Facts
- House of Fraser plc instituted a plan to buy back a substantial number of its own ordinary shares.
- ACGE Investments Ltd, owner of a different share class, opposed the plan, asserting that the buyback diminished the power of its class through a reduction in share numbers.
- The main dispute centered on whether the buyback, targeting a specific class, constituted an alteration of the rights attached to that class.
- The case concerned the interpretation of the Companies Act 1985, which governed changes to class rights and provided safeguards for shareholders in particular classes.
Issues
- Whether the reduction of the number of shares in a particular class through a buyback constitutes a variation or abrogation of the rights attached to that class under the Companies Act 1985.
- Whether the approval of the affected class was required when only the number of shares (not the nature of rights attached) was reduced.
- Whether the buyback plan as implemented impacted the rights to dividends, voting, or other class-specific entitlements of ACGE Investments Ltd.
Decision
- The House of Lords held that a reduction in the number of shares in a given class did not by itself amount to a variation of class rights.

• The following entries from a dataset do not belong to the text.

//! VirtualServer and VirtualServerRoute Custom Resource Definitions
//!
//! A VirtualServer owns one host. Its routes point at upstreams directly,
//! split traffic by weight, match request attributes, or delegate a path
//! prefix to a VirtualServerRoute.

use kube::CustomResource;
use schemars::JsonSchema;
use serde::{Deserialize, Serialize};

/// Specification for a VirtualServer
#[derive(CustomResource, Clone, Debug, Default, Deserialize, Serialize, JsonSchema, PartialEq)]
#[kube(
    group = "k8s.nginx.org",
    version = "v1alpha1",
    kind = "VirtualServer",
    plural = "virtualservers",
    shortname = "vs",
    namespaced,
    printcolumn = r#"{"name":"Host","type":"string","jsonPath":".spec.host"}"#,
    printcolumn = r#"{"name":"Age","type":"date","jsonPath":".metadata.creationTimestamp"}"#
)]
pub struct VirtualServerSpec {
    pub host: String,

    #[serde(default, skip_serializing_if = "Option::is_none")]
    pub tls: Option<VirtualServerTls>,

    #[serde(default)]
    pub upstreams: Vec<VsUpstream>,

    #[serde(default)]
    pub routes: Vec<VsRoute>,
}

/// Specification for a VirtualServerRoute
#[derive(CustomResource, Clone, Debug, Default, Deserialize, Serialize, JsonSchema, PartialEq)]
#[kube(
    group = "k8s.nginx.org",
    version = "v1alpha1",
    kind = "VirtualServerRoute",
    plural = "virtualserverroutes",
    shortname = "vsr",
    namespaced,
    printcolumn = r#"{"name":"Host","type":"string","jsonPath":".spec.host"}"#,
    printcolumn = r#"{"name":"Age","type":"date","jsonPath":".metadata.creationTimestamp"}"#
)]
pub struct VirtualServerRouteSpec {
    pub host: String,

    #[serde(default)]
    pub upstreams: Vec<VsUpstream>,

    #[serde(default)]
    pub subroutes: Vec<VsRoute>,
}

#[derive(Clone, Debug, Default, Deserialize, Serialize, JsonSchema, PartialEq, Eq)]
pub struct VirtualServerTls {
    #[serde(default)]
    pub secret: String,
}

/// A named backend Service port with load-balancing and proxy options
#[derive(Clone, Debug, Default, Deserialize, Serialize, JsonSchema, PartialEq, Eq)]
pub struct VsUpstream {
    pub name: String,
    pub service: String,
    pub port: u16,

    #[serde(default, rename = "lb-method")]
    pub lb_method: String,

    #[serde(default, rename = "fail-timeout")]
    pub fail_timeout: String,

    #[serde(default, rename = "max-fails", skip_serializing_if = "Option::is_none")]
    pub max_fails: Option<i64>,

    #[serde(default, skip_serializing_if = "Option::is_none")]
    pub keepalive: Option<i64>,

    #[serde(default, rename = "connect-timeout")]
    pub connect_timeout: String,

    #[serde(default, rename = "read-timeout")]
    pub read_timeout: String,

    #[serde(default, rename = "send-timeout")]
    pub send_timeout: String,

    #[serde(default)]
    pub tls: UpstreamTls,
}

#[derive(Clone, Debug, Default, Deserialize, Serialize, JsonSchema, PartialEq, Eq)]
pub struct UpstreamTls {
    #[serde(default)]
    pub enable: bool,
}

/// A path with exactly one action: upstream, splits, rules or route
#[derive(Clone, Debug, Default, Deserialize, Serialize, JsonSchema, PartialEq, Eq)]
pub struct VsRoute {
    pub path: String,

    #[serde(default, skip_serializing_if = "String::is_empty")]
    pub upstream: String,

    #[serde(default, skip_serializing_if = "Vec::is_empty")]
    pub splits: Vec<Split>,

    #[serde(default, skip_serializing_if = "Option::is_none")]
    pub rules: Option<Rules>,

    /// `name` or `namespace/name` of a VirtualServerRoute
    #[serde(default, skip_serializing_if = "String::is_empty")]
    pub route: String,
}

#[derive(Clone, Debug, Default, Deserialize, Serialize, JsonSchema, PartialEq, Eq)]
pub struct Split {
    pub weight: u32,
    pub upstream: String,
}

#[derive(Clone, Debug, Default, Deserialize, Serialize, JsonSchema, PartialEq, Eq)]
#[serde(rename_all = "camelCase")]
pub struct Rules {
    #[serde(default)]
    pub conditions: Vec<Condition>,

    #[serde(default)]
    pub matches: Vec<Match>,

    pub default_upstream: String,
}

/// Exactly one of the fields is set
#[derive(Clone, Debug, Default, Deserialize, Serialize, JsonSchema, PartialEq, Eq)]
pub struct Condition {
    #[serde(default, skip_serializing_if = "String::is_empty")]
    pub header: String,

    #[serde(default, skip_serializing_if = "String::is_empty")]
    pub cookie: String,

    #[serde(default, skip_serializing_if = "String::is_empty")]
    pub argument: String,

    #[serde(default, skip_serializing_if = "String::is_empty")]
    pub variable: String,
}

#[derive(Clone, Debug, Default, Deserialize, Serialize, JsonSchema, PartialEq, Eq)]
pub struct Match {
    #[serde(default)]
    pub values: Vec<String>,

    pub upstream: String,
}

impl VsRoute {
    /// Key of the referenced VirtualServerRoute, defaulting to `namespace`
    pub fn route_key(&self, namespace: &str) -> Option<String> {
        if self.route.is_empty() {
            return None;
        }
        if self.route.contains('/') {
            Some(self.route.clone())
        } else {
            Some(format!("{}/{}", namespace, self.route))
        }
    }
}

- The Court found that class rights refer to the rights attached to the shares (such as voting or dividend rights), not the numerical strength of the class.
- Since the proposed buyback did not alter the substantive rights of the shares held by ACGE Investments Ltd, class approval was not required.
- The company could proceed with the buyback plan without being obliged to obtain approval from other classes affected only in numbers, not in rights.
Legal Principles
- Class rights under company law relate to the explicit legal rights attached to shares (including voting and dividend rights), rather than the proportion or number of shares held by a class.
- A buyback that merely reduces the number of a class’s shares does not, without more, amount to a variation of those class rights.
- Each buyback plan must be assessed against the company’s articles of association and the actual impact on the rights attached to the remaining shares.
- The protection of minority or specific class shareholders centres on whether their legal entitlements per share are directly impacted by any company action.
- Current company law—including the Companies Act 2006—continues to uphold the critical distinction between numerical reductions and variation of rights.
Conclusion
The House of Fraser decision established that a share buyback reducing the number of shares in a class does not, by itself, constitute a variation of class rights as long as the rights attached to remaining shares are unchanged, granting companies greater flexibility in capital management while maintaining protection for genuine class rights.